TASK DETAILS: Pull every "this" line out of the data below.

[Collected data]
——

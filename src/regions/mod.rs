//! Destination classification against a fixed, ordered region table.
//!
//! Rules are evaluated top to bottom and the first keyword hit wins, so
//! precedence is the table order and nothing else. Matching is
//! case-insensitive substring matching against the raw destination text.
//! Lookup never fails: the final rule is an explicit catch-all.

use serde::Serialize;

/// One row of the region table.
#[derive(Debug, Clone, Serialize)]
pub struct RegionRule {
    pub tag: &'static str,
    /// Baseline daily cost used for the feasibility check, in USD.
    pub per_day_minimum: f64,
    keywords: &'static [&'static str],
}

/// Ordered region rules. More specific regions come before cheaper,
/// broader ones; the trailing default matches everything.
static REGION_RULES: &[RegionRule] = &[
    RegionRule {
        tag: "europe",
        per_day_minimum: 150.0,
        keywords: &[
            "paris", "france", "london", "united kingdom", "rome", "italy", "barcelona",
            "madrid", "spain", "amsterdam", "netherlands", "berlin", "germany", "vienna",
            "austria", "lisbon", "portugal", "prague", "athens", "greece", "switzerland",
        ],
    },
    RegionRule {
        tag: "north_america",
        per_day_minimum: 140.0,
        keywords: &[
            "new york", "los angeles", "san francisco", "chicago", "miami", "usa",
            "united states", "toronto", "vancouver", "canada", "mexico city", "cancun",
            "mexico",
        ],
    },
    RegionRule {
        tag: "oceania",
        per_day_minimum: 130.0,
        keywords: &[
            "sydney", "melbourne", "australia", "auckland", "queenstown", "new zealand",
            "fiji",
        ],
    },
    RegionRule {
        tag: "middle_east",
        per_day_minimum: 110.0,
        keywords: &["dubai", "abu dhabi", "uae", "doha", "qatar", "israel", "jordan"],
    },
    RegionRule {
        tag: "asia",
        per_day_minimum: 100.0,
        keywords: &[
            "tokyo", "kyoto", "osaka", "japan", "seoul", "korea", "beijing", "shanghai",
            "china", "taipei", "taiwan", "bangkok", "thailand", "hanoi", "vietnam",
            "singapore", "kuala lumpur", "malaysia", "bali", "indonesia", "manila",
            "philippines", "delhi", "mumbai", "india",
        ],
    },
    RegionRule {
        tag: "south_america",
        per_day_minimum: 90.0,
        keywords: &[
            "rio", "sao paulo", "brazil", "buenos aires", "argentina", "lima", "peru",
            "bogota", "colombia", "santiago", "chile", "quito", "ecuador",
        ],
    },
    RegionRule {
        tag: "africa",
        per_day_minimum: 80.0,
        keywords: &[
            "cairo", "egypt", "marrakech", "morocco", "cape town", "johannesburg",
            "south africa", "nairobi", "kenya", "zanzibar", "tanzania",
        ],
    },
    // Catch-all: the least restrictive daily minimum, so an unrecognized
    // destination is never rejected by classification alone.
    RegionRule {
        tag: "other",
        per_day_minimum: 75.0,
        keywords: &[""],
    },
];

/// Classify a destination. Always returns a rule; unrecognized text lands on
/// the trailing default.
pub fn classify(destination: &str) -> &'static RegionRule {
    let normalized = destination.to_lowercase();
    REGION_RULES
        .iter()
        .find(|rule| rule.keywords.iter().any(|kw| normalized.contains(kw)))
        .expect("region table ends with a catch-all rule")
}
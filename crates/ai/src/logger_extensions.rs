use crate::tree::MoveTree;
use crate::types::SearchReport;
use engine::ChessLogger;

/// Search summaries written into the game transcript
pub trait AILoggerExtensions {
    fn log_search_report(&mut self, report: &SearchReport, time_ms: u64);
    fn log_root_scores(&mut self, tree: &MoveTree);
}

impl AILoggerExtensions for ChessLogger {
    fn log_search_report(&mut self, report: &SearchReport, time_ms: u64) {
        self.log_search_start(report.depth, report.candidates.len());
        self.log_search_complete(&report.candidates, report.evaluation);
        self.log_ai_move(&report.best_move, time_ms, report.evaluation, report.moves_analyzed);
    }

    fn log_root_scores(&mut self, tree: &MoveTree) {
        if !self.should_log_advanced() {
            return;
        }

        self.log_with_indent(&format!("🌳 Move tree: {} nodes, {} root moves", tree.len(), tree.roots().len()));
        self.increase_indent();
        for &root in tree.roots() {
            let node = &tree[root];
            let mut flags = String::new();
            if node.mv.checkmate {
                flags.push_str(" [MATE]");
            }
            if node.mv.stalemate {
                flags.push_str(" [STALEMATE]");
            }
            let line = format!("├─ {} → {}{}", node.mv.to_coordinate(), node.point_advantage, flags);
            self.log_with_indent(&line);
        }
        self.decrease_indent();
    }
}

#[cfg(test)]
mod tests {
    use super::*;
    use crate::SearchEngine;
    use engine::{Board, Side};
    use rand::rngs::StdRng;
    use rand::SeedableRng;

    #[test]
    fn report_lands_in_transcript() {
        let mut board = Board::new();
        let mut engine = SearchEngine::with_rng(&mut board, Side::White, 1, StdRng::seed_from_u64(3));
        let report = engine.search().unwrap();

        let mut logger = ChessLogger::new();
        logger.enable_advanced_logging();
        logger.log_search_report(&report, 5);

        assert!(logger.log_buffer.contains("🔍 Search depth 1 | 20 candidate moves"));
        assert!(logger.log_buffer.contains("✅ 20 move(s) tied at score 0"));
        assert!(logger.log_buffer.contains(&format!("1. {} (AI move - 5ms) Eval: 0 | 0 moves analyzed", report.best_move)));
    }

    #[test]
    fn root_scores_need_advanced_logging() {
        let mut board = Board::from_fen("6k1/5ppp/8/8/8/8/8/R3K3 w - - 0 1").unwrap();
        let mut engine = SearchEngine::with_rng(&mut board, Side::White, 2, StdRng::seed_from_u64(3));
        let mut tree = engine.generate_move_tree().unwrap();
        engine.best_moves_with_move_tree(&mut tree);

        let mut logger = ChessLogger::new();
        logger.log_root_scores(&tree);
        assert!(!logger.log_buffer.contains("Move tree"));

        logger.enable_advanced_logging();
        logger.log_root_scores(&tree);
        assert!(logger.log_buffer.contains("├─ a1a8 → 2 [MATE]"));
    }
}
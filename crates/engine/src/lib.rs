pub mod bitboard;
pub mod board;
pub mod error;
pub mod logger;
pub mod perft;
pub mod types;

pub use board::*;
pub use error::{BoardError, BoardResult};
pub use logger::ChessLogger;
pub use perft::*;
pub use types::*;
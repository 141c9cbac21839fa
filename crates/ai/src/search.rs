use crate::board::GameBoard;
use crate::error::{SearchError, SearchResult};
use crate::guard::AppliedMove;
use crate::tree::{MoveTree, NodeId};
use crate::types::{SearchConfig, SearchReport, DEFAULT_WORKERS};
use engine::{Move, Side};
use rand::rngs::StdRng;
use rand::seq::IndexedRandom;
use rand::{Rng, SeedableRng};
use tracing::{debug, error, trace};

/// Fixed-depth, full-width minimax over material, with random tie-breaking.
///
/// The engine borrows the board mutably for its whole lifetime. Every search
/// applies and undoes moves on that one board and leaves it exactly as it
/// found it.
pub struct SearchEngine<'b, B: GameBoard, R: Rng = StdRng> {
    board: &'b mut B,
    side: Side,
    depth: u32,
    pub(crate) workers: usize,
    moves_analyzed: u64,
    rng: R,
}

impl<'b, B: GameBoard> SearchEngine<'b, B, StdRng> {
    pub fn new(board: &'b mut B, side: Side, depth: u32) -> Self {
        Self::with_rng(board, side, depth, StdRng::from_os_rng())
    }

    pub fn from_config(board: &'b mut B, config: SearchConfig) -> Self {
        let rng = match config.seed {
            Some(seed) => StdRng::seed_from_u64(seed),
            None => StdRng::from_os_rng(),
        };
        let mut engine = Self::with_rng(board, config.side, config.depth, rng);
        engine.workers = config.workers;
        engine
    }
}

impl<'b, B: GameBoard, R: Rng> SearchEngine<'b, B, R> {
    /// A depth of 0 is treated as 1
    pub fn with_rng(board: &'b mut B, side: Side, depth: u32, rng: R) -> Self {
        Self {
            board,
            side,
            depth: depth.max(1),
            workers: DEFAULT_WORKERS,
            moves_analyzed: 0,
            rng,
        }
    }

    pub fn board(&self) -> &B {
        &*self.board
    }

    pub fn board_mut(&mut self) -> &mut B {
        &mut *self.board
    }

    pub fn side(&self) -> Side {
        self.side
    }

    pub fn depth(&self) -> u32 {
        self.depth
    }

    /// Non-root moves discovered during expansion, summed over every search
    /// this engine has run
    pub fn moves_analyzed(&self) -> u64 {
        self.moves_analyzed
    }

    /// One root node per legal move of the searching side, each expanded to
    /// the configured depth
    pub fn generate_move_tree(&mut self) -> SearchResult<MoveTree> {
        let mut expansion = Expansion {
            side: self.side,
            depth: self.depth,
            moves_analyzed: &mut self.moves_analyzed,
        };
        expansion.generate_move_tree(&mut *self.board)
    }

    /// Score and expand `node`. The node's move must already be applied to
    /// the board; the board is back in that state when this returns.
    pub fn populate_node_children(&mut self, tree: &mut MoveTree, node: NodeId) -> SearchResult<()> {
        let mut expansion = Expansion {
            side: self.side,
            depth: self.depth,
            moves_analyzed: &mut self.moves_analyzed,
        };
        expansion.populate_node_children(&mut *self.board, tree, node)
    }

    /// Resolve every root's score and return the moves tied at the best one
    pub fn best_moves_with_move_tree(&self, tree: &mut MoveTree) -> Vec<Move> {
        for root in tree.roots().to_vec() {
            tree.optimal_point_advantage(root);
        }
        tree.max_roots()
            .into_iter()
            .map(|id| tree[id].mv.clone())
            .collect()
    }

    /// Build, score and pick, reporting the evaluation alongside the move
    pub fn search(&mut self) -> SearchResult<SearchReport> {
        let side = self.side;
        debug!(%side, depth = self.depth, "🔍 search started");

        let mut tree = self.generate_move_tree()?;
        let candidates = self.best_moves_with_move_tree(&mut tree);
        let evaluation = tree
            .max_roots()
            .first()
            .map(|&id| tree[id].point_advantage)
            .unwrap_or_default();

        let mut best_move = candidates
            .choose(&mut self.rng)
            .cloned()
            .ok_or(SearchError::NoLegalMoves { side })?;
        best_move.notation = Some(self.board.notation_for_move(&best_move));

        debug!(
            %side,
            best = %best_move,
            evaluation,
            tied = candidates.len(),
            nodes = tree.len(),
            moves_analyzed = self.moves_analyzed,
            "✅ search complete"
        );

        Ok(SearchReport {
            best_move,
            candidates,
            evaluation,
            depth: self.depth,
            moves_analyzed: self.moves_analyzed,
        })
    }

    /// One of the best-scoring moves, picked uniformly at random, with its notation set
    pub fn best_move(&mut self) -> SearchResult<Move> {
        self.search().map(|report| report.best_move)
    }

    /// Plays `best_move` on the board
    pub fn make_best_move(&mut self) -> SearchResult<Move> {
        let mv = self.best_move()?;
        self.board.make_move(&mv);
        Ok(mv)
    }

    /// First legal move in enumeration order
    pub fn first_move(&mut self, side: Side) -> SearchResult<Move> {
        self.board
            .all_moves_legal(side)
            .into_iter()
            .next()
            .ok_or(SearchError::NoLegalMoves { side })
    }

    pub fn random_move(&mut self) -> SearchResult<Move> {
        let side = self.side;
        self.board
            .all_moves_legal(side)
            .choose(&mut self.rng)
            .cloned()
            .ok_or(SearchError::NoLegalMoves { side })
    }

    pub fn make_random_move(&mut self) -> SearchResult<Move> {
        let mv = self.random_move()?;
        self.board.make_move(&mv);
        Ok(mv)
    }

    pub fn is_valid_move(&mut self, mv: &Move, side: Side) -> bool {
        self.board.all_moves_legal(side).contains(mv)
    }
}

/// Tree expansion state kept apart from the engine so the board can be
/// handed down the recursion while the counter is updated
struct Expansion<'a> {
    side: Side,
    depth: u32,
    moves_analyzed: &'a mut u64,
}

impl Expansion<'_> {
    fn generate_move_tree<B: GameBoard>(&mut self, board: &mut B) -> SearchResult<MoveTree> {
        let mut tree = MoveTree::new();
        let root_moves = board.all_moves_legal(self.side);
        debug!(side = %self.side, candidates = root_moves.len(), "generating move tree");

        for mv in root_moves {
            let root = tree.add_root(mv);
            let mut applied = AppliedMove::apply(board, &tree[root].mv);
            self.populate_node_children(&mut *applied, &mut tree, root)?;
        }
        Ok(tree)
    }

    fn populate_node_children<B: GameBoard>(
        &mut self,
        board: &mut B,
        tree: &mut MoveTree,
        node: NodeId,
    ) -> SearchResult<()> {
        tree[node].point_advantage = board.point_advantage_of_side(self.side);
        let depth = tree.depth(node);
        if depth >= self.depth {
            return Ok(());
        }

        let to_move = board.current_side();
        let legal_moves = board.all_moves_legal(to_move);
        if legal_moves.is_empty() {
            return if board.is_checkmate() {
                tree[node].mv.checkmate = true;
                Ok(())
            } else if board.is_stalemate() {
                tree[node].mv.stalemate = true;
                tree[node].point_advantage = 0;
                Ok(())
            } else {
                error!(depth, side = %to_move, "board has no legal moves but is neither checkmate nor stalemate");
                Err(SearchError::InconsistentTerminalState { depth })
            };
        }

        for mv in legal_moves {
            *self.moves_analyzed += 1;
            trace!(depth = depth + 1, mv = %mv, "expanding");
            let child = tree.add_child(node, mv);
            let mut applied = AppliedMove::apply(board, &tree[child].mv);
            self.populate_node_children(&mut *applied, tree, child)?;
        }
        Ok(())
    }
}

#[cfg(test)]
mod tests {
    use super::*;
    use engine::{Board, Square};

    fn seeded(board: &mut Board, side: Side, depth: u32) -> SearchEngine<'_, Board> {
        SearchEngine::with_rng(board, side, depth, StdRng::seed_from_u64(7))
    }

    #[test]
    fn depth_one_tree_has_one_leaf_per_legal_move() {
        let mut board = Board::new();
        let mut engine = seeded(&mut board, Side::White, 1);
        let tree = engine.generate_move_tree().unwrap();

        assert_eq!(tree.roots().len(), 20);
        assert_eq!(tree.len(), 20);
        assert!(tree.roots().iter().all(|&root| tree[root].is_leaf()));
        assert_eq!(engine.moves_analyzed(), 0);
    }

    #[test]
    fn depth_two_counts_every_reply() {
        let mut board = Board::new();
        let mut engine = seeded(&mut board, Side::White, 2);
        let tree = engine.generate_move_tree().unwrap();

        assert_eq!(tree.len(), 20 + 400);
        assert_eq!(engine.moves_analyzed(), 400);
        for &root in tree.roots() {
            assert_eq!(tree[root].children.len(), 20);
            assert_eq!(tree.depth(tree[root].children[0]), 2);
        }
    }

    #[test]
    fn counter_accumulates_across_searches() {
        let mut board = Board::new();
        let mut engine = seeded(&mut board, Side::White, 2);
        engine.best_move().unwrap();
        engine.best_move().unwrap();
        assert_eq!(engine.moves_analyzed(), 800);
    }

    #[test]
    fn zero_depth_is_treated_as_one() {
        let mut board = Board::new();
        let engine = seeded(&mut board, Side::White, 0);
        assert_eq!(engine.depth(), 1);
    }

    #[test]
    fn best_move_prefers_winning_material() {
        // Rook on a1 can take the queen on a8
        let mut board = Board::from_fen("q3k3/8/8/8/8/8/8/R3K3 w - - 0 1").unwrap();
        let mut engine = seeded(&mut board, Side::White, 1);
        let report = engine.search().unwrap();

        assert_eq!(report.candidates.len(), 1);
        assert_eq!(report.best_move.to_coordinate(), "a1a8");
        assert_eq!(report.best_move.notation.as_deref(), Some("Rxa8+"));
        assert_eq!(report.evaluation, 5);
    }

    #[test]
    fn depth_two_avoids_hanging_the_rook() {
        // At depth 1 every rook move scores the same; at depth 2 moves that
        // let the queen take the rook are scored by the reply
        let mut board = Board::from_fen("4k3/8/8/8/8/8/3q4/R5K1 w - - 0 1").unwrap();
        let mut engine = seeded(&mut board, Side::White, 2);
        let mut tree = engine.generate_move_tree().unwrap();
        let best = engine.best_moves_with_move_tree(&mut tree);

        let hanging = Square::from_algebraic("d1").unwrap();
        assert!(!best.is_empty());
        assert!(best.iter().all(|mv| mv.to != hanging));
    }

    #[test]
    fn make_best_move_plays_on_the_board() {
        let mut board = Board::new();
        let mv = seeded(&mut board, Side::White, 1).make_best_move().unwrap();
        assert_eq!(board.current_side, Side::Black);
        assert_eq!(board.last_move(), Some(&mv));
    }

    #[test]
    fn auxiliary_moves() {
        let mut board = Board::new();
        let mut engine = seeded(&mut board, Side::White, 1);

        let first = engine.first_move(Side::Black).unwrap();
        assert_eq!(first.mover.side, Side::Black);

        let random = engine.random_move().unwrap();
        assert!(engine.is_valid_move(&random, Side::White));
        assert!(!engine.is_valid_move(&random, Side::Black));

        let played = engine.make_random_move().unwrap();
        assert_eq!(engine.board().last_move(), Some(&played));
    }

    #[test]
    fn no_legal_moves_is_an_error() {
        // Black is checkmated
        let mut board = Board::from_fen("R5k1/5ppp/8/8/8/8/8/4K3 b - - 0 1").unwrap();
        let mut engine = seeded(&mut board, Side::Black, 2);

        assert!(matches!(
            engine.first_move(Side::Black),
            Err(SearchError::NoLegalMoves { side: Side::Black })
        ));
        assert!(matches!(engine.random_move(), Err(SearchError::NoLegalMoves { .. })));
        assert!(matches!(engine.best_move(), Err(SearchError::NoLegalMoves { .. })));
    }
}
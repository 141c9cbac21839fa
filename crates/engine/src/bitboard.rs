use crate::types::Square;
use std::sync::OnceLock;

pub type Bitboard = u64;

pub fn get_bit(bitboard: Bitboard, square: u8) -> bool {
    (bitboard & (1u64 << square)) != 0
}

pub fn count_bits(bitboard: Bitboard) -> u32 {
    bitboard.count_ones()
}

// Pop LSB (remove and return the least significant bit)
pub fn pop_lsb(bitboard: &mut Bitboard) -> Option<u8> {
    if *bitboard == 0 {
        None
    } else {
        let lsb = bitboard.trailing_zeros() as u8;
        *bitboard &= *bitboard - 1;
        Some(lsb)
    }
}

// Iterator for set bits, lowest square first
pub struct BitboardIterator {
    bitboard: Bitboard,
}

impl Iterator for BitboardIterator {
    type Item = Square;

    fn next(&mut self) -> Option<Self::Item> {
        pop_lsb(&mut self.bitboard).map(Square)
    }
}

pub fn iterate_bits(bitboard: Bitboard) -> BitboardIterator {
    BitboardIterator { bitboard }
}

const KNIGHT_OFFSETS: [(i8, i8); 8] = [(-2, -1), (-2, 1), (-1, -2), (-1, 2), (1, -2), (1, 2), (2, -1), (2, 1)];
const KING_OFFSETS: [(i8, i8); 8] = [(-1, -1), (-1, 0), (-1, 1), (0, -1), (0, 1), (1, -1), (1, 0), (1, 1)];

static KNIGHT_ATTACKS: OnceLock<[Bitboard; 64]> = OnceLock::new();
static KING_ATTACKS: OnceLock<[Bitboard; 64]> = OnceLock::new();

fn generate_attack_mask(square: u8, offsets: &[(i8, i8)]) -> Bitboard {
    let origin = Square(square);
    offsets
        .iter()
        .filter_map(|&(df, dr)| origin.offset(df, dr))
        .fold(0u64, |attacks, target| attacks | (1u64 << target.0))
}

fn build_table(offsets: &[(i8, i8)]) -> [Bitboard; 64] {
    let mut table = [0u64; 64];
    for (square, mask) in table.iter_mut().enumerate() {
        *mask = generate_attack_mask(square as u8, offsets);
    }
    table
}

pub fn get_knight_attacks(square: Square) -> Bitboard {
    KNIGHT_ATTACKS.get_or_init(|| build_table(&KNIGHT_OFFSETS))[square.0 as usize]
}

pub fn get_king_attacks(square: Square) -> Bitboard {
    KING_ATTACKS.get_or_init(|| build_table(&KING_OFFSETS))[square.0 as usize]
}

——

ANSWER TO THE PROBLEM:
    /// this engine has run
    /// the board; the board is back in that state when this returns.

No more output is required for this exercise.